Integra Gold Announces Brokered Private Placement


VANCOUVER, BRITISH COLUMBIA--(Marketwire - Aug. 2, 2012) - Integra Gold Corp. (TSX VENTURE:ICG) -

NOT FOR DISTRIBUTION TO UNITED STATES NEWS WIRE SERVICES OR FOR DISSEMINATION IN THE UNITED STATES

Integra Gold Corp. ("Integra" or the "Company") is pleased to announce it has arranged a brokered private placement with a syndicate of agents led by Industrial Alliance Securities Inc. (collectively the "Agents"). The offering will consist of the issuance of flow through units (the "Flow Through Units") and non-flow through units (the "Non-Flow Through Units") on a best efforts basis at a price of $0.315 per Flow Through Unit and $0.27 per Non-Flow Through Unit, for aggregate gross proceeds of up to $2,500,000 (the "Offering"). The Flow Through Units will account for a maximum of $1,500,000 of the gross proceeds of the Offering.

The proceeds from the issuance of the Flow Through Units will qualify as Canadian and Quebec exploration expenses that will be renounced to investors no later than December 31, 2012. The Company intends to use the net proceeds of the Offering primarily for expenditures on the Company's Lamaque Property and for working capital.

Each Flow Through Unit will consist of one flow through common share and one-half of one non-transferable common share purchase warrant. Each Non-Flow Through Unit will consist of one common share and one non-transferable common share purchase warrant. Each whole Flow Through warrant will entitle the holder to purchase one common share at an exercise price of $0.45 for 18 months following completion of the Offering. Each whole Non-Flow Through warrant will entitle the holder to purchase one common share at an exercise price of $0.40 for 18 months following completion of the Offering.

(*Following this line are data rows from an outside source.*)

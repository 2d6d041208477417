//! Command line frontend for the huffzip codec.
//!
//! Owns the file handling and the size reporting; the codec itself only
//! ever sees in-memory buffers.

#[path = "huffzip/progress.rs"]
mod progress;

use std::fs::File;
use std::io::{Read, Write};
use std::path::{Path, PathBuf};

use clap::{Parser, Subcommand};
use color_eyre::eyre::{Result, WrapErr};
use tracing::info;
use tracing_indicatif::IndicatifLayer;
use tracing_subscriber::layer::SubscriberExt;
use tracing_subscriber::util::SubscriberInitExt;

use crate::progress::{fmt_size, ProgressMonitor};

#[derive(Parser)]
#[command(name = "huffzip", version, about = "Compress and decompress files with Huffman coding")]
struct Cli {
    #[command(subcommand)]
    command: Command,
}

#[derive(Subcommand)]
enum Command {
    /// Compress a file into a huffzip frame
    Compress {
        input: PathBuf,
        output: PathBuf,
    },
    /// Restore the original file from a huffzip frame
    Decompress {
        input: PathBuf,
        output: PathBuf,
    },
}

fn main() -> Result<()> {
    color_eyre::install()?;
    let indicatif_layer = IndicatifLayer::new();
    tracing_subscriber::registry()
        .with(tracing_subscriber::fmt::layer().with_writer(indicatif_layer.get_stderr_writer()))
        .with(indicatif_layer)
        .init();

    match Cli::parse().command {
        Command::Compress { input, output } => {
            let data = read_input(&input)?;
            let compressed = huffzip::compress_to_vec(&data);
            write_output(&output, &compressed)?;

            // Ratio is computed from the observed byte lengths alone
            let ratio = if data.is_empty() {
                0.0
            } else {
                (1.0 - compressed.len() as f64 / data.len() as f64) * 100.0
            };
            info!(
                "compressed {} into {} ({ratio:.1}% reduction)",
                fmt_size(data.len() as f64),
                fmt_size(compressed.len() as f64),
            );
        }
        Command::Decompress { input, output } => {
            let data = read_input(&input)?;
            let decompressed = huffzip::decompress_to_vec(&data)
                .wrap_err_with(|| format!("{} is not a valid huffzip frame", input.display()))?;
            write_output(&output, &decompressed)?;

            info!(
                "restored {} from {}",
                fmt_size(decompressed.len() as f64),
                fmt_size(data.len() as f64),
            );
        }
    }
    Ok(())
}

fn read_input(path: &Path) -> Result<Vec<u8>> {
    let file =
        File::open(path).wrap_err_with(|| format!("failed to open {}", path.display()))?;
    let size = file.metadata()?.len() as usize;

    let mut monitor = ProgressMonitor::new(file, size);
    let mut data = Vec::with_capacity(size);
    monitor
        .read_to_end(&mut data)
        .wrap_err_with(|| format!("failed to read {}", path.display()))?;
    Ok(data)
}

fn write_output(path: &Path, data: &[u8]) -> Result<()> {
    let mut file =
        File::create(path).wrap_err_with(|| format!("failed to create {}", path.display()))?;
    file.write_all(data)
        .wrap_err_with(|| format!("failed to write {}", path.display()))?;
    Ok(())
}
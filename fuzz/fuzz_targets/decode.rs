#![no_main]
use libfuzzer_sys::fuzz_target;

fuzz_target!(|data: &[u8]| {
    // arbitrary input must surface as a structured error, never a panic
    let _ = huffzip::decompress_to_vec(data);
});
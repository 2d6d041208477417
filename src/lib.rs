//! A lossless compressor/decompressor built on Huffman coding.
//!
//! The input is scanned once to build a frequency table for the byte values
//! actually present, a frequency-optimal prefix code is derived from it, and
//! the coded bitstream is packed into a self-describing frame that carries
//! the table, so decompression needs no out-of-band information.
//!
//! ```
//! let data = b"so much data, such compression";
//! let compressed = huffzip::compress_to_vec(data);
//! let restored = huffzip::decompress_to_vec(&compressed).unwrap();
//! assert_eq!(restored, data);
//! ```
//!
//! The codec is a pure in-memory transformation. File handling lives in the
//! `huffzip` binary behind the `cli` feature.
#![deny(trivial_casts, trivial_numeric_casts, rust_2018_idioms)]

pub mod decoding;
pub mod encoding;
pub mod frame;
pub mod frequency;
pub mod huffman;
#[cfg(test)]
mod tests;

pub use decoding::{decompress_to_vec, FrameDecoderError};
pub use encoding::compress_to_vec;
//! Decoding a damaged frame must fail with a specific error, never return
//! fabricated output.

use crate::decoding::FrameDecoderError;
use crate::frame::FrameHeaderError;
use crate::{compress_to_vec, decompress_to_vec};

// Offsets into the "aaab" frame: magic at 0, symbol count at 4, entries at
// 6 and 15, padding bits at 24, payload length at 25, payload at 33.
const AAAB_PADDING_IDX: usize = 24;
const AAAB_PAYLOAD_LEN_IDX: usize = 25;

#[test]
fn rejects_empty_container() {
    assert!(matches!(
        decompress_to_vec(&[]),
        Err(FrameDecoderError::FrameHeaderError(
            FrameHeaderError::NotEnoughBytes { .. }
        ))
    ));
}

#[test]
fn rejects_foreign_magic() {
    let mut frame = compress_to_vec(b"aaab");
    frame[0] = b'P';
    assert!(matches!(
        decompress_to_vec(&frame),
        Err(FrameDecoderError::FrameHeaderError(
            FrameHeaderError::BadMagicNum { .. }
        ))
    ));
}

#[test]
fn rejects_truncated_header() {
    let frame = compress_to_vec(b"aaab");
    assert!(matches!(
        decompress_to_vec(&frame[..10]),
        Err(FrameDecoderError::FrameHeaderError(
            FrameHeaderError::NotEnoughBytes { .. }
        ))
    ));
}

#[test]
fn rejects_truncated_payload() {
    let mut frame = compress_to_vec(b"aaab");
    frame.pop();
    assert_eq!(
        decompress_to_vec(&frame),
        Err(FrameDecoderError::TruncatedPayload { got: 0, need: 1 })
    );
}

#[test]
fn rejects_payload_truncated_by_one_byte() {
    let data = b"a longer sample so the payload spans several bytes";
    let mut frame = compress_to_vec(data);
    frame.pop();
    assert!(matches!(
        decompress_to_vec(&frame),
        Err(FrameDecoderError::TruncatedPayload { .. })
    ));
}

#[test]
fn rejects_trailing_garbage() {
    let mut frame = compress_to_vec(b"aaab");
    frame.push(0x00);
    assert_eq!(
        decompress_to_vec(&frame),
        Err(FrameDecoderError::TrailingBytes { got: 1 })
    );
}

#[test]
fn rejects_leftover_bits() {
    // grow the payload and its declared length by one byte: the tree walk
    // finishes after the four real symbols with eight undecoded bits left
    let mut frame = compress_to_vec(b"aaab");
    frame[AAAB_PAYLOAD_LEN_IDX] = 2;
    frame.push(0x00);
    assert_eq!(
        decompress_to_vec(&frame),
        Err(FrameDecoderError::LeftoverBits {
            got: 8,
            symbols: 4
        })
    );
}

#[test]
fn rejects_counts_larger_than_the_bitstream() {
    // raise the count of 'a' from 3 to 200: four padded payload bits cannot
    // hold 201 symbols
    let mut frame = compress_to_vec(b"aaab");
    frame[7] = 200;
    assert_eq!(
        decompress_to_vec(&frame),
        Err(FrameDecoderError::BitstreamTooShort {
            symbols: 201,
            bits_left: 4
        })
    );
}

#[test]
fn rejects_set_bit_in_single_symbol_run() {
    // eight copies of one symbol pack into a zero byte with no padding
    let mut frame = compress_to_vec(&[b'z'; 8]);
    *frame.last_mut().unwrap() = 0b0001_0000;
    assert_eq!(
        decompress_to_vec(&frame),
        Err(FrameDecoderError::CorruptSymbolRun)
    );
}

#[test]
fn rejects_bad_padding_declaration() {
    let mut frame = compress_to_vec(b"aaab");
    frame[AAAB_PADDING_IDX] = 8;
    assert!(matches!(
        decompress_to_vec(&frame),
        Err(FrameDecoderError::FrameHeaderError(
            FrameHeaderError::InvalidPadding { got: 8 }
        ))
    ));
}

#[test]
fn error_messages_name_the_problem() {
    let mut frame = compress_to_vec(b"aaab");
    frame.pop();
    let err = decompress_to_vec(&frame).unwrap_err();
    assert!(err.to_string().contains("truncated"));
}
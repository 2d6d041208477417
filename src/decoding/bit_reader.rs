/// Exposes a packed payload as a bounded sequence of bits, most significant
/// bit of each byte first, with the trailing filler bits already trimmed
/// off the readable range.
pub(crate) struct BitReader<'s> {
    /// Index counts bits already read
    idx: usize,
    /// Total readable bits, excluding the filler
    num_bits: usize,
    source: &'s [u8],
}

#[derive(Debug, PartialEq, Eq, thiserror::Error)]
#[non_exhaustive]
pub enum GetBitsError {
    #[error("Cannot read {requested} bits, only {remaining} bits are left in the stream")]
    NotEnoughBits { requested: usize, remaining: usize },
}

impl<'s> BitReader<'s> {
    /// `padding_bits` must already be validated to be in `0..=7`, and zero
    /// for an empty source.
    pub fn new(source: &'s [u8], padding_bits: u8) -> Self {
        debug_assert!(padding_bits < 8);
        debug_assert!(!source.is_empty() || padding_bits == 0);
        BitReader {
            idx: 0,
            num_bits: source.len() * 8 - padding_bits as usize,
            source,
        }
    }

    pub fn bits_left(&self) -> usize {
        self.num_bits - self.idx
    }

    /// Read a single bit, `false` for 0 and `true` for 1.
    pub fn get_bit(&mut self) -> Result<bool, GetBitsError> {
        if self.idx == self.num_bits {
            return Err(GetBitsError::NotEnoughBits {
                requested: 1,
                remaining: 0,
            });
        }
        let bit = (self.source[self.idx / 8] >> (7 - self.idx % 8)) & 1;
        self.idx += 1;
        Ok(bit == 1)
    }
}
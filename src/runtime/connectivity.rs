use std::sync::Arc;

use tokio::sync::watch;

/// Publishes the device's network reachability to subscribers.
///
/// Rapid flaps between two reads may be observed as a single change.
#[derive(Debug, Clone)]
pub struct ConnectivityMonitor {
    tx: Arc<watch::Sender<bool>>,
}

impl ConnectivityMonitor {
    pub fn new(connected: bool) -> Self {
        let (tx, _) = watch::channel(connected);
        Self { tx: Arc::new(tx) }
    }

    /// Records the current reachability. Returns true if it changed.
    pub fn set_connected(&self, connected: bool) -> bool {
        self.tx.send_if_modified(|current| {
            if *current == connected {
                return false;
            }
            *current = connected;
            true
        })
    }

    pub fn is_connected(&self) -> bool {
        *self.tx.borrow()
    }

    /// New receiver seeing the current value; drop it to unsubscribe.
    pub fn subscribe(&self) -> watch::Receiver<bool> {
        self.tx.subscribe()
    }
}
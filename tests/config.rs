use editqueue::config::{ConfigError, EngineConfig, TransportConfig};

#[test]
fn engine_config_defaults_fill_missing_fields() {
    let config = EngineConfig::from_json_str(r#"{ "user_id": "u1", "retention_days": 7 }"#)
        .expect("parse");
    assert_eq!(config.user_id, "u1");
    assert_eq!(config.retention_days, 7);
    assert_eq!(config.settle_delay_ms, 3000);
    assert_eq!(config.language, "lv");
    assert_eq!(config, EngineConfig {
        retention_days: 7,
        ..EngineConfig::for_user("u1")
    });
}

#[test]
fn engine_config_rejects_zero_bounds() {
    let err = EngineConfig::from_json_str(r#"{ "event_capacity": 0 }"#).expect_err("invalid");
    assert!(matches!(err, ConfigError::Invalid(_)));
    assert!(matches!(
        EngineConfig::from_json_str("{ nope"),
        Err(ConfigError::Parse(_))
    ));
}

#[test]
fn engine_config_loads_from_file() {
    let dir = tempfile::TempDir::new().expect("tempdir");
    let path = dir.path().join("engine.json");
    std::fs::write(&path, r#"{ "user_id": "u9", "language": "en" }"#).expect("write");

    let config = EngineConfig::from_file(&path).expect("load");
    assert_eq!(config.user_id, "u9");
    assert_eq!(config.language, "en");
    assert!(matches!(
        EngineConfig::from_file(dir.path().join("missing.json")),
        Err(ConfigError::Io(_))
    ));
}

#[test]
fn transport_config_builds_apply_edits_url() {
    let config = TransportConfig::from_json_str(
        r#"{ "base_url": "https://gis.example.lv/api/", "bearer_token": "t" }"#,
    )
    .expect("parse");
    assert_eq!(config.timeout_ms, 30_000);
    assert_eq!(config.apply_edits_url(), "https://gis.example.lv/api/applyEdits");

    let err = TransportConfig::from_json_str(r#"{ "base_url": "ftp://x" }"#).expect_err("scheme");
    assert!(matches!(err, ConfigError::Invalid(_)));
    assert!(TransportConfig::default().validate().is_err());
}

The Company has granted the Agent a 30 day option (the "Over-Allotment Option") to sell up to that number of additional Flow Through or Non-Flow Through Units that equal 15% of the aggregate number of Units sold through the Offering. If the Over-Allotment Option is exercised in full, the gross proceeds from the Offering will be $2,875,000. The maximum number of units anticipated to be sold in the offering, assuming full exercise of the Over-Allotment Option, is 9,735,450 units.

In connection with the Offering, the Company will pay a cash commission to the Agent in an amount equal to 7% of the gross proceeds and compensation options enabling the agent to purchase common shares equal to 4% of the number of Flow Through and Non-Flow through Units sold through the Offering.

The Offering is scheduled to close on or about August 12, 2012 and is subject to certain conditions, including approval of the TSX Venture Exchange.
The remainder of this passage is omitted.